Seguindo a ideia exposta de que o movimento no corpo tem uma
conexão direta com a dinâmica interna deste, De Marinis expõe que "a
relação teatral coloca em jogo o corpo assim como a mente, os músculos não
menos que o pensamento, os sentidos e os nervos pelo menos tanto quanto a
imaginação e a emoção, e isso tanto para o espectador quanto para o ator ou
para o performer." (DE MARINIS, 2012. p.3)

Como lembra também De Marinis, é nesta conexão físico-psíquico que
se baseia grandes pesquisadores do teatro como Stanislavki, Meyerhold e
Artaud. Segundo esta concepção, não podemos tentar chegar a uma emoção
específica, sem antes termos recorrido ao corpo. É ele que trará os
estímulos necessários para que determinado sentimento aflore. [i] E nesta
relação entre o físico e o psíquico não é possível deixar de mencionar os
sentidos que é o que nos conecta com o mundo externo. É por meio deles que
absorvemos informações e que acabam por "disparar" movimentos internos.
Assim, com movimentos diferentes temos sensações, imagens e emoções
diferentes. Da mesma forma, diferentes emoções causam movimentos diversos.
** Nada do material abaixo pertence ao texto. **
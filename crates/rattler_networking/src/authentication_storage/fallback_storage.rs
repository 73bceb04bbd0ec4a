//! Fallback storage for passwords.
use fslock::LockFile;
use once_cell::sync::Lazy;
use std::collections::{HashMap, HashSet};
use std::{path::PathBuf, sync::Mutex};

/// A struct that implements storage and access of authentication
/// information backed by a on-disk JSON file
#[derive(Clone)]
pub struct FallbackStorage {
    /// The path to the JSON file
    pub path: PathBuf,
}

/// An error that can occur when accessing the fallback storage
#[derive(thiserror::Error, Debug)]
pub enum FallbackStorageError {
    /// An IO error occurred when accessing the fallback storage
    #[error("IO error: {0}")]
    IOError(#[from] std::io::Error),

    /// Failed to lock the fallback storage file
    #[error("failed to lock fallback storage file {0}.")]
    FailedToLock(String, #[source] std::io::Error),

    /// An error occurred when (de)serializing the credentials
    #[error("JSON error: {0}")]
    JSONError(#[from] serde_json::Error),
}

impl FallbackStorage {
    /// Create a new fallback storage with the given path
    pub fn new(path: PathBuf) -> Self {
        Self { path }
    }

    /// Lock the fallback storage file for reading and writing. This will block until the lock is
    /// acquired.
    fn lock(&self) -> Result<LockFile, FallbackStorageError> {
        std::fs::create_dir_all(self.path.parent().unwrap())?;
        let path = self.path.with_extension("lock");
        let mut lock = fslock::LockFile::open(&path).map_err(|e| {
            FallbackStorageError::FailedToLock(path.to_string_lossy().into_owned(), e)
        })?;

        // First try to lock the file without block. If we can't immediately get the lock we block and issue a debug message.
        if !lock.try_lock_with_pid().map_err(|e| {
            FallbackStorageError::FailedToLock(path.to_string_lossy().into_owned(), e)
        })? {
            tracing::debug!("waiting for lock on {}", path.to_string_lossy());
            lock.lock_with_pid().map_err(|e| {
                FallbackStorageError::FailedToLock(path.to_string_lossy().into_owned(), e)
            })?;
        }

        Ok(lock)
    }

    /// Store the given authentication information for the given host
    pub fn set_password(&self, host: &str, password: &str) -> Result<(), FallbackStorageError> {
        let _lock = self.lock()?;
        let mut dict = self.read_json()?;
        dict.insert(host.to_string(), password.to_string());
        self.write_json(&dict)
    }

    /// Retrieve the authentication information for the given host
    pub fn get_password(&self, host: &str) -> Result<Option<String>, FallbackStorageError> {
        let _lock = self.lock()?;
        let dict = self.read_json()?;
        Ok(dict.get(host).cloned())
    }

    /// Delete the authentication information for the given host
    pub fn delete_password(&self, host: &str) -> Result<(), FallbackStorageError> {
        let _lock = self.lock()?;
        let mut dict = self.read_json()?;
        dict.remove(host);
        self.write_json(&dict)
    }

    /// Read the JSON file and deserialize it into a `HashMap`, or return an empty `HashMap` if the file
    /// does not exist
    fn read_json(&self) -> Result<HashMap<String, String>, FallbackStorageError> {
        if !self.path.exists() {
            static WARN_GUARD: Lazy<Mutex<HashSet<PathBuf>>> =
                Lazy::new(|| Mutex::new(HashSet::new()));
            let mut guard = WARN_GUARD.lock().unwrap();
            if !guard.insert(self.path.clone()) {
                tracing::warn!(
                    "Can't find path for fallback storage on {}",
                    self.path.to_string_lossy()
                );
            }
            return Ok(HashMap::new());
        }
        let file = std::fs::File::open(&self.path)?;
        let reader = std::io::BufReader::new(file);
        let dict = serde_json::from_reader(reader)?;
        Ok(dict)
    }

    /// Serialize the given `HashMap` and write it to the JSON file
    fn write_json(&self, dict: &HashMap<String, String>) -> Result<(), FallbackStorageError> {
        let file = std::fs::File::create(&self.path)?;
        let writer = std::io::BufWriter::new(file);
        serde_json::to_writer(writer, dict)?;
        Ok(())
    }
}
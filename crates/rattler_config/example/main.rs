use serde::{Deserialize, Serialize};

use crate::config::{Config, ConfigBase};

mod config;
mod edit;

#[derive(Default, Debug, Clone, PartialEq, Eq, Deserialize, Serialize)]
pub struct FoobarConfig {
    pub example: String,
}

#[derive(Default, Debug, Clone, PartialEq, Eq, Deserialize, Serialize)]
pub struct ConfigExtension {
    #[serde(default)]
    pub foobar: FoobarConfig,
}

impl Config for ConfigExtension {
    fn get_extension_name(&self) -> String {
        "foobar".to_string()
    }

    fn merge_config(self, other: &Self) -> Result<Self, miette::Error> {
        Ok(Self {
            foobar: FoobarConfig {
                example: other.foobar.example.clone(),
            },
        })
    }

    fn validate(&self) -> Result<(), miette::Error> {
        if self.foobar.example.is_empty() {
            Err(miette::miette!("foobar.example cannot be empty"))
        } else {
            Ok(())
        }
    }

    fn keys(&self) -> Vec<String> {
        vec!["foobar".to_string()]
    }
}

fn main() {
    // take first element and load as config file in extensible_config
    let args: Vec<String> = std::env::args().collect();
    if args.len() < 2 {
        eprintln!("Usage: {} <config_file>", args[0]);
        std::process::exit(1);
    }

    let config_file = &args[1];
    match config::load_config::<()>(config_file) {
        Ok(config) => {
            println!("Loaded config: {:?}", config);
        }
        Err(e) => {
            eprintln!("Error loading config: {}", e);
            std::process::exit(1);
        }
    }
    match ConfigBase::<ConfigExtension>::load_from_files(vec![config_file]) {
        Ok(config) => {
            println!("Loaded config: {:?}", config);
        }
        Err(e) => {
            eprintln!("Error loading config: {}", e);
            std::process::exit(1);
        }
    }

    println!("Hello, world!");
}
Neste ponto, faço um aparte, para explicar um aspecto que
desenvolvo na minha pesquisa que é: Que sensações e imagens a Capoeira e o
Aikido trazem? Suas técnicas têm uma especificidade e ao mesmo tempo uma
riqueza de variações que permitem o corpo experimentar diferentes tipos de
sensações. Como isso pode ser direcionado para a construção de uma
dramaturgia? E se esses movimentos foram criados a partir de uma memória,
de um contexto social específico, como pensar esses elementos em relação às
afetações em um corpo contemporâneo, permeado pelas referências de hoje em
dia. A esse respeito, entendo para este projeto como dramaturgia a
concepção exposta por Eugênio Barba que explica a dramaturgia como o ato de
"tecer junto". Segundo este pesquisador, ela não está ligada unicamente a
literatura dramática, nem se refere somente às palavras ou a trama
narrativa. Existe também uma dramaturgia orgânica ou dinâmica, que
orquestra os ritmos e os dinamismos que afetam o espectador a um nível
nervoso, sensorial e sensual. Cada cena, cada ação, cada sequência, cada
fragmento do espetáculo possui uma dramaturgia própria. A dramaturgia é uma
maneira de pensar. É uma técnica que nos permite organizar os materiais
para poder construir, desvelar e entrelaçar relações. É o processo que nos
permite transformar um conjunto de fragmentos em um único organismo no qual
os diferentes elementos não se podem distinguir como objetos ou indivíduos
separados. (cf. BARBA, E. 1995)

Podemos entender, assim, que o corpo, como portador de
sentidos, mobiliza as emoções. Podemos também entender que o movimento é
resultado de dinâmicas internas. Apreende-se, dessa forma que é difícil
estabelecermos uma ordem do que é mais importante e do que deve vir
primeiro no trabalho criativo. E existe essa ordem? Ou estes elementos
estão se atravessando o tempo todo e definindo o que somos e o que fazemos?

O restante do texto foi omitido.